[Collection entries]
//! System prompt assembly and fixed utility prompts.

use tiller_config::AppConfig;
use tiller_core::tool::ToolRegistry;

const DEFAULT_SYSTEM_PROMPT: &str = "You are tiller, a coding assistant working inside the user's \
project. Use the available tools to inspect and change files and to run commands. Keep answers \
short and concrete. When a tool result is wrapped in <tool_error>, read the error and adjust \
instead of repeating the same call.";

/// Asks the model to summarize the conversation so far for compaction.
pub const COMPACT_PROMPT: &str = "Summarize the conversation so far so that it can replace the \
full history. Include the user's goals, decisions made, files read or changed with their paths, \
commands run and their outcomes, and any work still pending. Write the summary as plain text \
addressed to yourself. Do not call tools.";

/// Builds the system prompt from the tool catalog and configuration.
///
/// Implementations must be pure: same inputs, same text.
pub trait PromptBuilder: Send + Sync {
    fn build(&self, registry: &ToolRegistry, config: &AppConfig) -> String;
}

#[derive(Debug, Clone, Copy, Default)]
pub struct DefaultPromptBuilder;

impl PromptBuilder for DefaultPromptBuilder {
    fn build(&self, registry: &ToolRegistry, config: &AppConfig) -> String {
        let base = config
            .system_prompt
            .as_deref()
            .filter(|p| !p.trim().is_empty())
            .unwrap_or(DEFAULT_SYSTEM_PROMPT);

        let mut sections = vec![base.to_string()];

        let definitions = registry.definitions();
        if !definitions.is_empty() {
            let mut tools = String::from("## Tools\n");
            for def in &definitions {
                tools.push_str(&format!("- {}: {}\n", def.name, def.description));
            }
            sections.push(tools.trim_end().to_string());
        }

        sections.push(format!(
            "## Environment\nWorking directory: {}",
            config.effective_workdir().display()
        ));

        sections.join("\n\n")
    }
}
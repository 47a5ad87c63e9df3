//! The agent turn loop, the control core of tiller.
//!
//! Each user message is appended, the history is **repaired** so it satisfies
//! the provider contracts, and then one or more **turns** run:
//!
//! 1. **Consult** the middleware pipeline (stop, compact, inject)
//! 2. **Call** the backend, reassembling streamed chunks into one message
//! 3. **Resolve** tool calls one by one: mode, patterns, permission, approver
//! 4. **Persist** the session and loop until the model is done
//!
//! The history itself lives in [`MessageManager`], which is the only code
//! allowed to change it.

pub mod agent;
pub mod events;
pub mod message_manager;
pub mod middleware;
pub mod prompts;
pub mod reassembly;
pub mod resolution;
pub mod tags;

pub use agent::{Agent, TurnOutcome};
pub use events::AgentEvent;
pub use message_manager::{MessageManager, MessageObserver};
pub use middleware::{
    AutoCompact, ContextWarning, ConversationContext, Middleware, MiddlewareAction, MiddlewarePipeline,
    MiddlewareResult, PlanModeReminder, PriceLimit, ResetReason, TurnLimit,
};
pub use prompts::{COMPACT_PROMPT, DefaultPromptBuilder, PromptBuilder};
pub use reassembly::{AssembledResponse, StreamAssembler};
pub use resolution::{
    FailedCall, ParsedCall, ResolvedCall, ToolDecision, ToolResolver, Verdict, assign_missing_ids, parse_tool_calls,
};
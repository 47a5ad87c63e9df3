//! Allow/deny pattern policies over tool arguments.
//!
//! Each tool can carry glob patterns in its settings. A call's pattern
//! subjects (paths, commands) are matched against them: any denylist hit
//! forces a skip, otherwise any allowlist hit forces execution.

use glob::Pattern;
use tiller_core::ToolSettings;

/// Outcome of matching a call against a tool's patterns.
#[derive(Debug, Clone, PartialEq, Eq)]
pub enum PatternVerdict {
    Denied { pattern: String, subject: String },
    Allowed { pattern: String },
    /// No pattern matched; fall through to the tool permission
    NoMatch,
}

#[derive(Debug, Clone, Default)]
pub struct PatternPolicy {
    allow: Vec<(String, Pattern)>,
    deny: Vec<(String, Pattern)>,
}

impl PatternPolicy {
    /// Compile a tool's patterns. Invalid globs are logged and skipped.
    pub fn from_settings(tool_name: &str, settings: &ToolSettings) -> Self {
        Self {
            allow: compile(tool_name, &settings.allowlist),
            deny: compile(tool_name, &settings.denylist),
        }
    }

    pub fn is_empty(&self) -> bool {
        self.allow.is_empty() && self.deny.is_empty()
    }

    /// Check every subject. Denylist wins over allowlist.
    pub fn check(&self, subjects: &[String]) -> PatternVerdict {
        for subject in subjects {
            if let Some((raw, _)) = self.deny.iter().find(|(_, p)| p.matches(subject)) {
                return PatternVerdict::Denied {
                    pattern: raw.clone(),
                    subject: subject.clone(),
                };
            }
        }

        for subject in subjects {
            if let Some((raw, _)) = self.allow.iter().find(|(_, p)| p.matches(subject)) {
                return PatternVerdict::Allowed { pattern: raw.clone() };
            }
        }

        PatternVerdict::NoMatch
    }
}

fn compile(tool_name: &str, raw: &[String]) -> Vec<(String, Pattern)> {
    raw.iter()
        .filter_map(|p| match Pattern::new(p) {
            Ok(compiled) => Some((p.clone(), compiled)),
            Err(e) => {
                tracing::warn!(tool = %tool_name, pattern = %p, error = %e, "Ignoring invalid tool pattern");
                None
            }
        })
        .collect()
}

Exercise instructions. Each line above where the word "MessageManager" occurs should be copied out.

Response.
//! The history itself lives in [`MessageManager`], which is the only code
pub use message_manager::{MessageManager, MessageObserver};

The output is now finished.